When the shorted input Lightspeed was powered by the battery I measured a noise floor of close to 4uV (that's microvolts not millivolts) When it was powered by the mains it was then 6uV. These are exceptional figures as most things in audio are measured in mV (millivolts) which is 1000 x higher than microvolts. And so it should be this quiet as it is passive and has no noise of it's own.
But if this is perceived difference some hear (as I also hear) between battery v mains comes down to those miniscule noise differences then the book has to be re-written.

Cheers George
Given George's good answer about noise level, and his answer implying that the "line regulation" performance of the internal 5V regulator is good enough to reduce expectable variations in the 12V input to the point that they would not result in a perceptible volume change (which is certainly do-able in a quality design), I'm out of ideas as to what could account for sonic differences between battery and wall wart power (assuming that the wall wart being used is a linear supply, not a switching supply).

Best regards,
-- Al
It is linear. I, we?, sometimes hear what I expect to hear, at least in the short term.
In the February issue of TAS, Neil Gader interviews John McDonald of Audience, and he said something that somehow seems related to this thread:

"At Audience,the Golden Rule is 'first, do no harm,' defining harm as any deviation to the original recording. So high-end to me and to the Audience team is about staying true to the music. Sound-sculpting should be left to the recording artists and engineers"

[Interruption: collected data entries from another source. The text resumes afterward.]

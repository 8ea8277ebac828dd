//! # HostPin Trust Library
//!
//! Endpoint-identity trust decisions for a remote-connection client, in the
//! spirit of SSH's `known_hosts` and browser certificate pinning: remember
//! a fingerprint the first time an endpoint is seen, detect when a later
//! connection presents a different one, and gate the connection on a
//! configurable policy.
//!
//! ## Architecture
//!
//! ```text
//! handshake layer ──observed identity──▶ ┌───────────────────────────┐
//!                                        │       TrustService        │
//! connection config ──policy, scope────▶ │  (per-endpoint critical   │
//!                                        │         section)          │
//!                                        └─────┬──────────┬──────────┘
//!                                              │          │
//!                                   ┌──────────▼───┐  ┌───▼────────────┐
//!                                   │   verifier   │  │  TrustPrompt   │
//!                                   │ (pure table) │  │ + TrustPrompter│
//!                                   └──────────────┘  └───┬────────────┘
//!                                              │          │
//!                                        ┌─────▼──────────▼──────────┐
//!                                        │        TrustStore         │
//!                                        │  (JSON, write-through)    │
//!                                        └───────────────────────────┘
//! ```
//!
//! The verifier never mutates the store; all writes happen in the service,
//! and only on an accept path. Management UIs use the store surface
//! (`records`, `remove`, `clear`, `set_nickname`) and never accept an
//! identity behind the verifier's back.
//!
//! ## Quick Start
//!
//! ```rust,no_run
//! use std::sync::Arc;
//! use identity::{IdentityType, ObservedIdentity, TrustPolicy};
//! use trust::{AutoPrompter, TrustService, TrustStore};
//!
//! #[tokio::main]
//! async fn main() -> anyhow::Result<()> {
//!     let store = Arc::new(TrustStore::with_default_path());
//!     store.load()?;
//!
//!     let service = TrustService::new(store, AutoPrompter::accepting());
//!
//!     // Produced by the TLS/SSH handshake layer.
//!     let observed = ObservedIdentity::new("example.com", 443, IdentityType::Tls, "aabbcc");
//!
//!     match service.verify(&observed, TrustPolicy::Tofu, None).await {
//!         Ok(()) => { /* proceed with the connection */ }
//!         Err(reason) => eprintln!("connection aborted: {reason}"),
//!     }
//!     Ok(())
//! }
//! ```
//!
//! ## Modules
//!
//! - [`config`]: TOML configuration loading and defaults
//! - [`store`]: persistent keyed storage of trust records
//! - [`verifier`]: pure policy decision table
//! - [`prompt`]: human-confirmation state machine and decision port
//! - [`service`]: connection gating with per-endpoint serialization

pub mod config;
pub mod prompt;
pub mod service;
pub mod store;
pub mod verifier;

// Re-export identity for convenience
pub use identity;

// Re-export config types for convenience
pub use config::Config;

// Re-export store types for convenience
pub use store::{default_store_path, RecordKey, TrustRecord, TrustStore};

// Re-export prompt types for convenience
pub use prompt::{
    AutoPrompter, PromptOutcome, PromptRequest, PromptResponse, PromptState, PromptStateError,
    TrustPrompt, TrustPrompter,
};

// Re-export service types for convenience
pub use service::TrustService;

He could have very well had said, "true to the source" - which I suppose is one reason that those that do like the LSA, like it - true to the source is the raison-d'etre [?] of the hair shirt minimalist approach to do no harm.
You find can many synonyms for the golden rule of audio used by manufacturers and end users alike. It makes for good ad copy. The problem is how you define "source". If by source you mean the recording, then unfortunately 9/10, the harm has already been done. One of the primary "sound sculpting" tools used by recording engineers seems to be compression. The rectification of that and other sins committed in the recording studio makes this hobby a lot more arduous than it should be.

For the sake of clarification, I am referring primarily to digital source material as I am a child of digital revolution.